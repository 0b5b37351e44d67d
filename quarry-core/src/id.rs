//! Native document identifiers.
//!
//! A `DocumentId` is 12 bytes: a 4-byte big-endian creation timestamp in
//! seconds, a 5-byte per-process random value and a 3-byte counter. The
//! textual form is 24 lowercase hex characters, which is also the only
//! format accepted by [`DocumentId::parse_str`].

use chrono::{DateTime, TimeZone, Utc};
use once_cell::sync::Lazy;
use rand::Rng;
use serde::{Deserialize, Deserializer, Serialize, Serializer};
use std::fmt;
use std::str::FromStr;
use std::sync::atomic::{AtomicU32, Ordering};

/// Length of the textual (hex) representation.
pub const DOCUMENT_ID_HEX_LEN: usize = 24;

static PROCESS_UNIQUE: Lazy<[u8; 5]> = Lazy::new(|| rand::rng().random());
static COUNTER: Lazy<AtomicU32> = Lazy::new(|| AtomicU32::new(rand::rng().random_range(0..0x00ff_ffff)));

/// Native identifier type of the document store.
#[derive(Clone, Copy, PartialEq, Eq, Hash, PartialOrd, Ord)]
pub struct DocumentId([u8; 12]);

impl DocumentId {
    /// Generate a new identifier stamped with the current time.
    pub fn new() -> Self {
        Self::with_timestamp(Utc::now())
    }

    /// Generate a new identifier stamped with `at`.
    pub fn with_timestamp(at: DateTime<Utc>) -> Self {
        let mut bytes = [0u8; 12];
        let secs = at.timestamp().clamp(0, u32::MAX as i64) as u32;
        bytes[0..4].copy_from_slice(&secs.to_be_bytes());
        bytes[4..9].copy_from_slice(&*PROCESS_UNIQUE);
        let count = COUNTER.fetch_add(1, Ordering::Relaxed) & 0x00ff_ffff;
        bytes[9..12].copy_from_slice(&count.to_be_bytes()[1..4]);
        Self(bytes)
    }

    /// Build an identifier from raw bytes.
    pub const fn from_bytes(bytes: [u8; 12]) -> Self {
        Self(bytes)
    }

    pub fn bytes(&self) -> [u8; 12] {
        self.0
    }

    /// Parse the 24-character hex form. Anything else yields `None`.
    pub fn parse_str(s: &str) -> Option<Self> {
        if s.len() != DOCUMENT_ID_HEX_LEN {
            return None;
        }
        let mut bytes = [0u8; 12];
        hex::decode_to_slice(s, &mut bytes).ok()?;
        Some(Self(bytes))
    }

    /// Whether `s` has the textual identifier format.
    pub fn is_valid(s: &str) -> bool {
        s.len() == DOCUMENT_ID_HEX_LEN && s.bytes().all(|b| b.is_ascii_hexdigit())
    }

    /// Creation time embedded in the identifier.
    pub fn timestamp(&self) -> DateTime<Utc> {
        let secs = u32::from_be_bytes([self.0[0], self.0[1], self.0[2], self.0[3]]);
        Utc.timestamp_opt(secs as i64, 0)
            .single()
            .unwrap_or(DateTime::<Utc>::UNIX_EPOCH)
    }

    pub fn to_hex(&self) -> String {
        hex::encode(self.0)
    }
}

impl Default for DocumentId {
    fn default() -> Self {
        Self::new()
    }
}

impl fmt::Display for DocumentId {
    fn fmt(&self, f: &mut fmt::Formatter<'_>) -> fmt::Result {
        f.write_str(&self.to_hex())
    }
}

impl fmt::Debug for DocumentId {
    fn fmt(&self, f: &mut fmt::Formatter<'_>) -> fmt::Result {
        write!(f, "DocumentId({})", self.to_hex())
    }
}

/// Error returned when a string is not a valid identifier.
#[derive(Debug, Clone, PartialEq, Eq, thiserror::Error)]
#[error("invalid document id: {0}")]
pub struct ParseDocumentIdError(pub String);

impl FromStr for DocumentId {
    type Err = ParseDocumentIdError;

    fn from_str(s: &str) -> Result<Self, Self::Err> {
        Self::parse_str(s).ok_or_else(|| ParseDocumentIdError(s.to_string()))
    }
}

impl Serialize for DocumentId {
    fn serialize<S: Serializer>(&self, serializer: S) -> Result<S::Ok, S::Error> {
        serializer.serialize_str(&self.to_hex())
    }
}

impl<'de> Deserialize<'de> for DocumentId {
    fn deserialize<D: Deserializer<'de>>(deserializer: D) -> Result<Self, D::Error> {
        let s = String::deserialize(deserializer)?;
        s.parse().map_err(serde::de::Error::custom)
    }
}
//! Storage collaborator contract.
//!
//! The query engine never talks to a database directly; it drives a
//! [`DocumentStore`] that can scan, count and run stage pipelines against a
//! named collection. Implementations own connection lifecycle, timeouts and
//! retries. Errors they return are handed back to callers unchanged.

use ::async_trait::async_trait;
use quarry_core::{
    Document, DocumentId, FilterExpr, PipelineStage, ProjectionSpec, QuarryResult, SortSpec,
};
use std::fmt;
use std::sync::Arc;
use uuid::Uuid;

/// Transaction/session handle issued by a store.
///
/// A query builder holds at most one handle and passes it to every call it
/// makes; the handle is opaque to the engine.
#[derive(Debug, Clone, Copy, PartialEq, Eq, Hash)]
pub struct Session {
    id: Uuid,
}

impl Session {
    pub fn new() -> Self {
        Self { id: Uuid::now_v7() }
    }

    pub fn id(&self) -> Uuid {
        self.id
    }
}

impl Default for Session {
    fn default() -> Self {
        Self::new()
    }
}

impl fmt::Display for Session {
    fn fmt(&self, f: &mut fmt::Formatter<'_>) -> fmt::Result {
        write!(f, "{}", self.id)
    }
}

/// Options for a single-collection scan.
#[derive(Debug, Clone, Default, PartialEq)]
pub struct FindOptions {
    pub filter: FilterExpr,
    pub sort: SortSpec,
    /// `None` returns whole documents
    pub projection: Option<ProjectionSpec>,
    pub skip: u64,
    /// `None` means no limit
    pub limit: Option<u64>,
}

impl FindOptions {
    pub fn new(filter: FilterExpr) -> Self {
        Self {
            filter,
            ..Self::default()
        }
    }
}

/// Identifier format check and conversion for the store's native ids.
pub trait IdCodec: Send + Sync {
    /// Whether `value` has the store's identifier format.
    fn is_valid_id(&self, value: &str) -> bool;

    /// Convert to the native identifier, or `None` when malformed.
    fn to_id(&self, value: &str) -> Option<DocumentId>;
}

/// Codec for 24-character hex document ids.
#[derive(Debug, Clone, Copy, Default)]
pub struct HexIdCodec;

impl IdCodec for HexIdCodec {
    fn is_valid_id(&self, value: &str) -> bool {
        DocumentId::is_valid(value)
    }

    fn to_id(&self, value: &str) -> Option<DocumentId> {
        DocumentId::parse_str(value)
    }
}

/// Async document store used by the query engine.
#[async_trait]
pub trait DocumentStore: IdCodec {
    /// Filtered, sorted, windowed scan of one collection.
    async fn find(
        &self,
        collection: &str,
        options: &FindOptions,
        session: Option<&Session>,
    ) -> QuarryResult<Vec<Document>>;

    /// Number of documents matching `filter`.
    async fn count(
        &self,
        collection: &str,
        filter: &FilterExpr,
        session: Option<&Session>,
    ) -> QuarryResult<u64>;

    /// Run `stages` in order against `collection`.
    async fn run_pipeline(
        &self,
        collection: &str,
        stages: &[PipelineStage],
        session: Option<&Session>,
    ) -> QuarryResult<Vec<Document>>;
}

impl<T: IdCodec + ?Sized> IdCodec for Arc<T> {
    fn is_valid_id(&self, value: &str) -> bool {
        (**self).is_valid_id(value)
    }

    fn to_id(&self, value: &str) -> Option<DocumentId> {
        (**self).to_id(value)
    }
}

#[async_trait]
impl<T: DocumentStore + ?Sized> DocumentStore for Arc<T> {
    async fn find(
        &self,
        collection: &str,
        options: &FindOptions,
        session: Option<&Session>,
    ) -> QuarryResult<Vec<Document>> {
        (**self).find(collection, options, session).await
    }

    async fn count(
        &self,
        collection: &str,
        filter: &FilterExpr,
        session: Option<&Session>,
    ) -> QuarryResult<u64> {
        (**self).count(collection, filter, session).await
    }

    async fn run_pipeline(
        &self,
        collection: &str,
        stages: &[PipelineStage],
        session: Option<&Session>,
    ) -> QuarryResult<Vec<Document>> {
        (**self).run_pipeline(collection, stages, session).await
    }
}

#[cfg(test)]
mod tests {
    use super::*;

    #[test]
    fn test_hex_codec() {
        let codec = HexIdCodec;
        assert!(codec.is_valid_id("507f1f77bcf86cd799439011"));
        assert!(!codec.is_valid_id("not-an-id"));
        assert_eq!(
            codec.to_id("507f1f77bcf86cd799439011").map(|id| id.to_hex()),
            Some("507f1f77bcf86cd799439011".to_string())
        );
        assert!(codec.to_id("zzzf1f77bcf86cd799439011").is_none());
    }

    #[test]
    fn test_sessions_are_distinct() {
        assert_ne!(Session::new(), Session::new());
    }

    #[test]
    fn test_find_options_default_is_unbounded_scan() {
        let opts = FindOptions::default();
        assert!(opts.filter.is_always());
        assert!(opts.limit.is_none());
        assert_eq!(opts.skip, 0);
    }
}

▸ **GOAL OF THE EXERCISE**
Note down each line above where the word "stamped" occurs.

▸ **THE COMPLETED TASK**
    /// Generate a new identifier stamped with the current time.
    /// Generate a new identifier stamped with `at`.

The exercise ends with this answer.